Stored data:
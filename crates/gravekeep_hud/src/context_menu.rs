//! Per-item action menu

use crate::tooltip::TooltipPresenter;
use glam::Vec2;
use gravekeep_inventory::{Inventory, ItemDefinition, Scene, SpawnPose};
use serde::{Deserialize, Serialize};

/// Actions offered for a slot
#[derive(Debug, Clone, Copy, PartialEq, Eq, Hash)]
pub enum ContextAction {
    Use,
    Drop,
    Split,
    Favorite,
}

impl ContextAction {
    /// Focus preference when the menu opens
    const FOCUS_ORDER: [ContextAction; 3] = [Self::Use, Self::Drop, Self::Split];
}

/// Which actions are enabled for the open slot
#[derive(Debug, Clone, Copy, PartialEq, Eq, Default)]
pub struct MenuEntries {
    pub use_item: bool,
    pub drop: bool,
    pub split: bool,
    pub favorite: bool,
}

impl MenuEntries {
    /// Derive the entries from an item's capability flags
    pub fn for_item(item: &ItemDefinition, quantity: u32) -> Self {
        Self {
            use_item: item.can_use,
            drop: item.can_drop,
            split: item.is_stackable() && quantity > 1,
            favorite: item.is_favoritable(),
        }
    }

    pub fn is_enabled(&self, action: ContextAction) -> bool {
        match action {
            ContextAction::Use => self.use_item,
            ContextAction::Drop => self.drop,
            ContextAction::Split => self.split,
            ContextAction::Favorite => self.favorite,
        }
    }
}

/// Menu placement
#[derive(Debug, Clone, Copy, PartialEq, Serialize, Deserialize)]
#[serde(default)]
pub struct ContextMenuStyle {
    /// Offset from the slot anchor
    pub offset: Vec2,
}

impl Default for ContextMenuStyle {
    fn default() -> Self {
        Self {
            offset: Vec2::new(10.0, -10.0),
        }
    }
}

/// Result of pressing a menu entry
#[derive(Debug, Clone, Copy, PartialEq, Eq)]
pub enum MenuOutcome {
    /// Menu closed, disabled entry, or nothing happened
    Ignored,
    /// Favorite toggled; the menu stays up with a new label
    StaysOpen,
    /// Action ran and the menu closed; focus goes back to the slot if given
    Closed { restore_focus: Option<usize> },
}

#[derive(Debug, Clone)]
struct OpenMenu {
    slot: usize,
    entries: MenuEntries,
    position: Vec2,
    focused: Option<ContextAction>,
    favorite_label: String,
}

/// Drives the context menu for one slot at a time.
///
/// While open, slot interaction is disabled and the tooltip stays pinned
/// on the item name.
#[derive(Debug, Clone, Default)]
pub struct ContextMenuController {
    style: ContextMenuStyle,
    open: Option<OpenMenu>,
}

impl ContextMenuController {
    pub fn new(style: ContextMenuStyle) -> Self {
        Self { style, open: None }
    }

    pub fn is_open(&self) -> bool {
        self.open.is_some()
    }

    /// Slots accept drags, hovers and selection only while the menu is closed
    pub fn slot_interaction_enabled(&self) -> bool {
        self.open.is_none()
    }

    /// Slot the menu was opened for
    pub fn slot(&self) -> Option<usize> {
        self.open.as_ref().map(|m| m.slot)
    }

    pub fn entries(&self) -> Option<MenuEntries> {
        self.open.as_ref().map(|m| m.entries)
    }

    pub fn position(&self) -> Option<Vec2> {
        self.open.as_ref().map(|m| m.position)
    }

    pub fn focused(&self) -> Option<ContextAction> {
        self.open.as_ref().and_then(|m| m.focused)
    }

    pub fn favorite_label(&self) -> Option<&str> {
        self.open.as_ref().map(|m| m.favorite_label.as_str())
    }

    /// Open the menu for a non-empty slot next to `anchor`
    pub fn open(
        &mut self,
        slot: usize,
        inventory: &Inventory,
        anchor: Vec2,
        tooltip: &mut TooltipPresenter,
    ) -> bool {
        if self.open.is_some() {
            return false;
        }
        let Some(stack) = inventory.store().get(slot) else {
            return false;
        };
        let Some(item) = stack.item() else {
            return false;
        };

        let entries = MenuEntries::for_item(item, stack.quantity());
        let focused = ContextAction::FOCUS_ORDER
            .into_iter()
            .chain(std::iter::once(ContextAction::Favorite))
            .find(|action| entries.is_enabled(*action));

        tooltip.pin(&item.name, anchor);
        self.open = Some(OpenMenu {
            slot,
            entries,
            position: anchor + self.style.offset,
            focused,
            favorite_label: favorite_label(inventory.favorite_index_of(slot)),
        });
        log::debug!("Context menu opened for slot {} ({})", slot, item.name);
        true
    }

    /// Move gamepad focus to another enabled entry
    pub fn focus(&mut self, action: ContextAction) -> bool {
        match &mut self.open {
            Some(menu) if menu.entries.is_enabled(action) => {
                menu.focused = Some(action);
                true
            }
            _ => false,
        }
    }

    /// Press an entry. `drop_pose` is only evaluated for drops.
    pub fn activate(
        &mut self,
        action: ContextAction,
        inventory: &mut Inventory,
        scene: &mut dyn Scene,
        drop_pose: impl FnOnce() -> SpawnPose,
        tooltip: &mut TooltipPresenter,
    ) -> MenuOutcome {
        let Some(menu) = &mut self.open else {
            return MenuOutcome::Ignored;
        };
        if !menu.entries.is_enabled(action) {
            log::debug!("Context action {:?} is disabled for slot {}", action, menu.slot);
            return MenuOutcome::Ignored;
        }
        let slot = menu.slot;

        match action {
            ContextAction::Favorite => {
                inventory.assign_favorite(slot);
                menu.favorite_label = favorite_label(inventory.favorite_index_of(slot));
                return MenuOutcome::StaysOpen;
            }
            ContextAction::Use => {
                inventory.use_item(slot, scene);
            }
            ContextAction::Drop => {
                inventory.drop_item(slot, drop_pose(), scene);
            }
            ContextAction::Split => {
                inventory.split(slot);
            }
        }

        MenuOutcome::Closed {
            restore_focus: self.close(true, tooltip),
        }
    }

    /// Close the menu and re-enable slot interaction.
    ///
    /// Returns the slot to put focus back on when `restore_selection` is set.
    pub fn close(&mut self, restore_selection: bool, tooltip: &mut TooltipPresenter) -> Option<usize> {
        let menu = self.open.take()?;
        tooltip.unpin();
        log::debug!("Context menu closed (slot {})", menu.slot);
        restore_selection.then_some(menu.slot)
    }
}

/// Label of the favorite entry for a slot bound to `favorite`
pub fn favorite_label(favorite: Option<usize>) -> String {
    match favorite {
        Some(index) => format!("Fav: {}", index + 1),
        None => "Favorite".to_string(),
    }
}
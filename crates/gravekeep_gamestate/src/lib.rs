//! Gravekeep GameState - panels and interactables
//!
//! This crate provides the panel lifecycle that gates camera, cursor and
//! input ownership, and the world objects that open panels.
//!
//! # Features
//!
//! - Timed open/close transitions with a re-entrancy guard
//! - Camera, input context, cursor and movement-lock effects
//! - Focus memory across close and reopen
//! - Beds, phones, info boards and doors as tagged interactables
//!
//! # Example
//!
//! ```ignore
//! use gravekeep_gamestate::prelude::*;
//!
//! let mut panel = PanelLifecycle::new(0.5);
//! panel.request_open(PanelKind::Inventory);
//! panel.update(0.5);
//! assert!(panel.is_open(PanelKind::Inventory));
//! ```

pub mod interactable;
pub mod panel;

pub mod prelude {
    pub use crate::interactable::{closest, Interactable, InteractableSite, InteractionEffect};
    pub use crate::panel::{
        CameraPriority, CursorMode, InputContext, PanelEffects, PanelKind, PanelLifecycle,
        PanelNotification, PanelState,
    };
}

pub use prelude::*;
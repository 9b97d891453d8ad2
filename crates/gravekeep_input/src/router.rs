//! Modality detection and event routing

use crate::scheme::{ControlScheme, InputEvent};

/// Component an input event should go to
#[derive(Debug, Clone, Copy, PartialEq, Eq)]
pub enum Route {
    /// Slot hover, focus and drag handling
    Drag,
    /// The open context menu
    ContextMenu,
    /// Panel open/close
    Panel,
    /// Favorite hotkeys while the world has the input
    Hotbar,
    /// Nothing listens for this right now
    Ignored,
}

/// What the rest of the UI is doing when an event arrives
#[derive(Debug, Clone, Copy, PartialEq, Eq, Default)]
pub struct RouteContext {
    /// The UI input context is active (panel opening or open)
    pub ui_active: bool,
    pub menu_open: bool,
}

/// The scheme changed since the last event
#[derive(Debug, Clone, Copy, PartialEq, Eq)]
pub struct SchemeSwitch {
    pub from: ControlScheme,
    pub to: ControlScheme,
}

/// Tracks which control scheme last produced input and routes events.
///
/// Only one scheme is active at a time. Callers must cancel any drag when
/// [`observe`](Self::observe) reports a switch.
#[derive(Debug, Clone, Default)]
pub struct InputModalityRouter {
    active: ControlScheme,
}

impl InputModalityRouter {
    pub fn new(initial: ControlScheme) -> Self {
        Self { active: initial }
    }

    pub fn active(&self) -> ControlScheme {
        self.active
    }

    /// Record the scheme of an incoming event
    pub fn observe(&mut self, scheme: ControlScheme) -> Option<SchemeSwitch> {
        if scheme == self.active {
            return None;
        }
        let switch = SchemeSwitch {
            from: self.active,
            to: scheme,
        };
        log::debug!("Control scheme switched: {} -> {}", switch.from, switch.to);
        self.active = scheme;
        Some(switch)
    }

    /// Pick the component for `event`
    pub fn dispatch(&self, event: &InputEvent, ctx: RouteContext) -> Route {
        if !ctx.ui_active {
            return match event {
                InputEvent::ToggleInventory => Route::Panel,
                InputEvent::HotbarKey(_) | InputEvent::Dpad(_) => Route::Hotbar,
                _ => Route::Ignored,
            };
        }

        match event {
            InputEvent::ToggleInventory => Route::Panel,
            InputEvent::Cancel if ctx.menu_open => Route::ContextMenu,
            InputEvent::Cancel => Route::Panel,
            InputEvent::MenuSelect(_) if ctx.menu_open => Route::ContextMenu,
            InputEvent::MenuSelect(_) => Route::Ignored,
            // moving focus away closes the menu
            InputEvent::Navigate(_) if ctx.menu_open => Route::ContextMenu,
            InputEvent::PointerSecondaryClick(_) if !ctx.menu_open => Route::ContextMenu,
            _ if ctx.menu_open => Route::Ignored,
            InputEvent::PointerMove(_)
            | InputEvent::PointerDragStart(_)
            | InputEvent::PointerDrop(_)
            | InputEvent::Navigate(_)
            | InputEvent::ActionDown
            | InputEvent::ActionUp => Route::Drag,
            InputEvent::PointerSecondaryClick(_)
            | InputEvent::HotbarKey(_)
            | InputEvent::Dpad(_) => Route::Ignored,
        }
    }
}
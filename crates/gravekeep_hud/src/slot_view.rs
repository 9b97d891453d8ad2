//! Slot renderers and the grid they sit in

use glam::Vec2;
use gravekeep_inventory::{Slot, SlotStore};
use serde::{Deserialize, Serialize};

/// Screen layout of the slot grid
#[derive(Debug, Clone, Copy, PartialEq, Serialize, Deserialize)]
#[serde(default)]
pub struct GridLayout {
    pub columns: usize,
    pub rows: usize,
    /// Top-left corner of slot 0
    pub origin: Vec2,
    pub cell_size: Vec2,
    pub spacing: Vec2,
}

impl Default for GridLayout {
    fn default() -> Self {
        Self {
            columns: 10,
            rows: 3,
            origin: Vec2::new(40.0, 40.0),
            cell_size: Vec2::splat(64.0),
            spacing: Vec2::splat(8.0),
        }
    }
}

impl GridLayout {
    pub fn new(columns: usize, rows: usize) -> Self {
        Self {
            columns,
            rows,
            ..Default::default()
        }
    }

    pub fn len(&self) -> usize {
        self.columns * self.rows
    }

    pub fn is_empty(&self) -> bool {
        self.len() == 0
    }

    /// Centre of a slot cell
    pub fn anchor(&self, index: usize) -> Option<Vec2> {
        if index >= self.len() {
            return None;
        }
        let column = (index % self.columns) as f32;
        let row = (index / self.columns) as f32;
        let step = self.cell_size + self.spacing;
        Some(self.origin + Vec2::new(column * step.x, row * step.y) + self.cell_size * 0.5)
    }

    /// Slot under a screen position. The gaps between cells hit nothing.
    pub fn hit_test(&self, position: Vec2) -> Option<usize> {
        let local = position - self.origin;
        if local.x < 0.0 || local.y < 0.0 {
            return None;
        }
        let step = self.cell_size + self.spacing;
        let column = (local.x / step.x) as usize;
        let row = (local.y / step.y) as usize;
        if column >= self.columns || row >= self.rows {
            return None;
        }
        let inside = local - Vec2::new(column as f32 * step.x, row as f32 * step.y);
        if inside.x > self.cell_size.x || inside.y > self.cell_size.y {
            return None;
        }
        Some(row * self.columns + column)
    }
}

/// Where a slot's icon is attached
#[derive(Debug, Clone, Copy, PartialEq, Eq)]
pub enum IconParent {
    /// Child of its own slot cell
    Slot(usize),
    /// Lifted to the panel root and following a drag cursor
    Floating,
}

/// What one slot renderer currently shows
#[derive(Debug, Clone, PartialEq)]
pub struct SlotView {
    pub index: usize,
    pub icon: String,
    pub icon_visible: bool,
    /// Quantity label, only for stacks of two or more
    pub quantity_text: Option<String>,
    pub icon_parent: IconParent,
    /// Offset from the parent's anchor
    pub icon_offset: Vec2,
}

impl SlotView {
    fn new(index: usize) -> Self {
        Self {
            index,
            icon: String::new(),
            icon_visible: false,
            quantity_text: None,
            icon_parent: IconParent::Slot(index),
            icon_offset: Vec2::ZERO,
        }
    }

    fn show(&mut self, slot: &Slot) {
        match slot.item() {
            Some(item) => {
                self.icon.clone_from(&item.icon);
                self.icon_visible = true;
            }
            None => {
                self.icon.clear();
                self.icon_visible = false;
            }
        }
        self.quantity_text = (slot.quantity() > 1).then(|| slot.quantity().to_string());
    }

    fn reattach(&mut self) {
        self.icon_parent = IconParent::Slot(self.index);
        self.icon_offset = Vec2::ZERO;
    }

    pub fn is_detached(&self) -> bool {
        self.icon_parent == IconParent::Floating
    }
}

/// Proof that an icon was lifted off its slot; hand it back to
/// [`SlotViews::restore`] to put the icon back.
#[derive(Debug, PartialEq, Eq)]
pub struct DetachedIcon {
    slot: usize,
}

impl DetachedIcon {
    pub fn slot(&self) -> usize {
        self.slot
    }
}

/// All slot renderers of the inventory panel
#[derive(Debug, Clone)]
pub struct SlotViews {
    layout: GridLayout,
    views: Vec<SlotView>,
    /// Screen position of the floating icon, if any
    floating_at: Vec2,
}

impl SlotViews {
    pub fn new(layout: GridLayout) -> Self {
        Self {
            views: (0..layout.len()).map(SlotView::new).collect(),
            layout,
            floating_at: Vec2::ZERO,
        }
    }

    pub fn layout(&self) -> &GridLayout {
        &self.layout
    }

    pub fn view(&self, index: usize) -> Option<&SlotView> {
        self.views.get(index)
    }

    pub fn views(&self) -> &[SlotView] {
        &self.views
    }

    /// Redraw every slot from the store and put every icon back on its slot
    pub fn refresh(&mut self, store: &SlotStore) {
        for view in &mut self.views {
            match store.get(view.index) {
                Some(slot) => view.show(slot),
                None => view.show(&Slot::empty()),
            }
            view.reattach();
        }
    }

    /// Lift the icon of `index` so it can follow a cursor
    pub fn detach(&mut self, index: usize) -> Option<DetachedIcon> {
        let anchor = self.layout.anchor(index)?;
        let view = self.views.get_mut(index)?;
        if !view.icon_visible || view.is_detached() {
            return None;
        }
        view.icon_parent = IconParent::Floating;
        view.icon_offset = Vec2::ZERO;
        self.floating_at = anchor;
        log::debug!("Detached icon of slot {}", index);
        Some(DetachedIcon { slot: index })
    }

    /// Move the floating icon
    pub fn follow(&mut self, icon: &DetachedIcon, position: Vec2) {
        if self.views.get(icon.slot).map(SlotView::is_detached).unwrap_or(false) {
            self.floating_at = position;
        }
    }

    /// Screen position of the floating icon
    pub fn floating_position(&self) -> Option<Vec2> {
        self.views
            .iter()
            .any(SlotView::is_detached)
            .then_some(self.floating_at)
    }

    /// Put a lifted icon back under its slot with no offset
    pub fn restore(&mut self, icon: DetachedIcon) {
        if let Some(view) = self.views.get_mut(icon.slot) {
            view.reattach();
            log::debug!("Restored icon of slot {}", icon.slot);
        }
    }
}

* _Task requirements_:
Answer only with the count of lines in the records that include the string "under".

* _Output for this exercise_:
2